Speaking of politics, I see a lot of similarities between the first two decades of the 20th and 21st centuries. As pointed out in the wonderful 2012 History Channel mini-series, “The Men Who Built America” these “Robber Barons” tried to control the political system through their proxies in the Republican Party, and even tried to derail the career of a reform-minded New York politician, Teddy Roosevelt, by sidelining him into what was then thought of as the dead-job of the Vice Presidency of the United States.

Now compare that to the way the Koch brothers are using the Citizen’s United decision, and I think the parallel becomes glaringly obvious.

But the one parallel that’s got me really worried is the one I see between the rise of Hitler in Germany during The Great Depression in the 1930s and the rise of Donald Trump in the aftermath of our own Great Recession.

Yes, I know a lot has been made of this already and I usually try to steer away from politics in my blogs. But as a Jew, I just can’t sit by and watch as another charismatic, demagogue tries to divide our nation under the guise of “Making America Great Again” by demonizing a whole class of people and blaming all our national problems on them.

(I’ve got news for you Mr. Trump. Whatever our troubles may be, this country STILL IS great! That’s why all the immigrants you want to throw out of the country want to come here!)

This is exactly the same tactic Hitler used to gain power. He focused the average German’s pent up frustration over their economic and political situation and turned it against the country’s biggest minority — the Jews.

And when late last year Trump said he’d close down all the mosques and make every Muslim carry an ID card, my jaw hit the floor. Hitler did the same to the Jews, closing all the temples and making them wear a blue, five-pointed star on their clothing with the word “Jude” (Jew in German) stitched on it. I half expected him to go on to suggest we should burn all Qurans and have people smash the windows of Muslim-owned businesses in a 21st century version of Kristallnacht 

How people still cannot see the paralell between the two baffles and worries me.

It also baffles me when an elected official, Roanoke, Va.
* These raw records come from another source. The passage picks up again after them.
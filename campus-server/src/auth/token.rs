//! Bearer tokens: compact HS256 JSON Web Tokens
//!
//! `header.payload.signature`, each segment base64url without padding.
//! The payload carries `userId`, `iat` and `exp` (seconds since epoch).

use std::time::Duration;

use base64::engine::general_purpose::URL_SAFE_NO_PAD;
use base64::Engine as _;
use chrono::Utc;
use hmac::{Hmac, Mac};
use serde::{Deserialize, Serialize};
use sha2::Sha256;

type HmacSha256 = Hmac<Sha256>;

/// Default token lifetime (1 hour)
pub const DEFAULT_TOKEN_TTL: Duration = Duration::from_secs(60 * 60);

/// Longest accepted token lifetime (366 days); longer ttls are clamped
pub const MAX_TOKEN_TTL: Duration = Duration::from_secs(366 * 24 * 60 * 60);

const ALGORITHM: &str = "HS256";

#[derive(Debug, Serialize, Deserialize)]
struct Header {
    alg: String,
    typ: String,
}

/// Token claims
#[derive(Debug, Clone, PartialEq, Eq, Serialize, Deserialize)]
pub struct Claims {
    #[serde(rename = "userId")]
    pub user_id: i64,
    pub iat: i64,
    pub exp: i64,
}

/// Token verification failure
#[derive(Debug, Clone, PartialEq, Eq, thiserror::Error)]
pub enum TokenError {
    #[error("malformed token")]
    Malformed,

    #[error("unsupported token algorithm: {0}")]
    UnsupportedAlgorithm(String),

    #[error("token signature mismatch")]
    BadSignature,

    #[error("token expired")]
    Expired,
}

/// Signing secret plus token lifetime
#[derive(Clone)]
pub struct TokenKeys {
    secret: Vec<u8>,
    ttl: Duration,
}

impl std::fmt::Debug for TokenKeys {
    fn fmt(&self, f: &mut std::fmt::Formatter<'_>) -> std::fmt::Result {
        f.debug_struct("TokenKeys")
            .field("secret", &"***")
            .field("ttl", &self.ttl)
            .finish()
    }
}

impl TokenKeys {
    pub fn new(secret: impl AsRef<[u8]>, ttl: Duration) -> Self {
        Self {
            secret: secret.as_ref().to_vec(),
            ttl: ttl.min(MAX_TOKEN_TTL),
        }
    }

    pub fn ttl(&self) -> Duration {
        self.ttl
    }

    /// Issue a token for `user_id` valid from now for the configured ttl.
    pub fn issue(&self, user_id: i64) -> String {
        let iat = Utc::now().timestamp();
        self.issue_at(user_id, iat)
    }

    fn issue_at(&self, user_id: i64, iat: i64) -> String {
        let header = Header {
            alg: ALGORITHM.to_owned(),
            typ: "JWT".to_owned(),
        };
        let ttl = i64::try_from(self.ttl.as_secs()).unwrap_or(i64::MAX);
        let claims = Claims {
            user_id,
            iat,
            exp: iat.saturating_add(ttl),
        };

        // Serializing plain structs of strings and integers cannot fail
        let header = serde_json::to_vec(&header).unwrap_or_default();
        let claims = serde_json::to_vec(&claims).unwrap_or_default();

        let signing_input = format!(
            "{}.{}",
            URL_SAFE_NO_PAD.encode(header),
            URL_SAFE_NO_PAD.encode(claims)
        );
        let signature = URL_SAFE_NO_PAD.encode(self.sign(signing_input.as_bytes()));

        format!("{}.{}", signing_input, signature)
    }

    /// Verify signature and expiry, returning the claims.
    pub fn verify(&self, token: &str) -> Result<Claims, TokenError> {
        self.verify_at(token, Utc::now().timestamp())
    }

    fn verify_at(&self, token: &str, now: i64) -> Result<Claims, TokenError> {
        let mut parts = token.split('.');
        let (Some(header_b64), Some(claims_b64), Some(sig_b64), None) =
            (parts.next(), parts.next(), parts.next(), parts.next())
        else {
            return Err(TokenError::Malformed);
        };

        let header: Header = decode_segment(header_b64)?;
        if header.alg != ALGORITHM {
            return Err(TokenError::UnsupportedAlgorithm(header.alg));
        }

        let signature = URL_SAFE_NO_PAD
            .decode(sig_b64)
            .map_err(|_| TokenError::Malformed)?;
        let mut mac = self.mac();
        mac.update(header_b64.as_bytes());
        mac.update(b".");
        mac.update(claims_b64.as_bytes());
        mac.verify_slice(&signature)
            .map_err(|_| TokenError::BadSignature)?;

        let claims: Claims = decode_segment(claims_b64)?;
        if claims.exp <= now {
            return Err(TokenError::Expired);
        }

        Ok(claims)
    }

    fn sign(&self, input: &[u8]) -> Vec<u8> {
        let mut mac = self.mac();
        mac.update(input);
        mac.finalize().into_bytes().to_vec()
    }

    fn mac(&self) -> HmacSha256 {
        <HmacSha256 as Mac>::new_from_slice(&self.secret).expect("HMAC accepts any key length")
    }
}

fn decode_segment<T: serde::de::DeserializeOwned>(segment: &str) -> Result<T, TokenError> {
    let bytes = URL_SAFE_NO_PAD
        .decode(segment)
        .map_err(|_| TokenError::Malformed)?;
    serde_json::from_slice(&bytes).map_err(|_| TokenError::Malformed)
}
Mayor David Bowers, can justify the internment of Japanese-Americans in internment camps during World War II as a good thing when comparing it to the current Syrian refugee crisis.  What's even more astounding about this is that Bower's is a Democrat, proving that our foolishness to repeat past mistakes isn't just limited to one of our political parties.

Pardon me, Mr. Mayor. But did you read the same history books I did? Because the use of those camps is considered one of this nation’s most shameful moments! How in good conscience can you even remotely suggest it was the right thing to do? Have you ever spoken to one of those internees? If not, may I suggest, starting with George Takei, Mr. Sulu from  "Star Trek," who has first-hand experience of what it was like to live in one of those camps you blithely called a good idea!

Look, I'm not trying to belittle anyone's political views and I understand today's threats are different from those we faced at the beginning and middle of the last century. But it looks to me like the path we’re heading down is dooming ourselves to repeat the exact same mistakes we made 100 year ago.

We're better than that.

Or at least we should be.

So we all need to stop and take a good long look at our own history, because George Santayana was right.

“Those who cannot remember the past are condemned to repeat it.”